When people in Washington start creating fancy new phrases, instead of using plain English, you know they are doing something they don’t want us to understand.

It was an act of war when we started bombing Libya. But the administration chose to call it “kinetic military action.” When the Federal Reserve System started creating hundreds of billions of dollars out of thin air, they called it “quantitative easing” of the money supply.

When that didn’t work, they created more money and called it “quantitative easing 2” or “QE2,” instead of saying: “We are going to print more dollars– and hope it works this time.” But there is already plenty of money sitting around idle in banks and businesses.

The policies of this administration make it risky to lend money, with Washington politicians coming up with one reason after another why borrowers shouldn’t have to pay it back when it is due, or perhaps not pay it all back at all. That’s called “loan modification” or various other fancy names for welching on debts. Is it surprising that lenders have become reluctant to lend?

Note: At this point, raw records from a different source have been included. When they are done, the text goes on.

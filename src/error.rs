//! Error types for ditaform operations.

use thiserror::Error;

/// Errors that can occur while parsing or converting a DITA document.
#[derive(Error, Debug)]
pub enum Error {
    #[error("I/O error: {0}")]
    Io(#[from] std::io::Error),

    #[error("XML parsing error: {0}")]
    Xml(#[from] quick_xml::Error),

    /// The input root element is not a generic DITA topic.
    #[error("ERROR: Not a DITA topic")]
    NotTopic,

    /// The topic body contains a section, which DITA tasks do not allow.
    #[error("ERROR: Section not allowed in a DITA task")]
    SectionInTask,

    #[error("Missing required element: {0}")]
    MissingElement(String),
}

pub type Result<T> = std::result::Result<T, Error>;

Private businesses have amassed record amounts of cash, which they could use to hire more people– if this administration were not generating vast amounts of uncertainty about what the costs are going to be for ObamaCare, among other unpredictable employer costs, from a government heedless or hostile toward business.

As a result, it is often cheaper or less risky for employers to work the existing employees overtime, or to hire temporary workers, who are not eligible for employee benefits. But lack of money is not the problem.

Great Explanation of QE2

Here’s the best explanation I’ve seen on Quantitative Easing from Steven Landsburg.   I recommend reading the whole post, but if you are curious about what exactly QE is, here it is in a nutshell:

They’re creating 600 billion new dollars and using those dollars to pay down the government’s debt.

The rest of Landsburg’s post does a great job of explaining potential results of this action.

If I understand it correctly, the net effect will likely be the transfer of wealth from those who are holding to dollars to the folks who sold their bonds back to the government.

Thanks to Steven Landsburg for taking the time to explain this.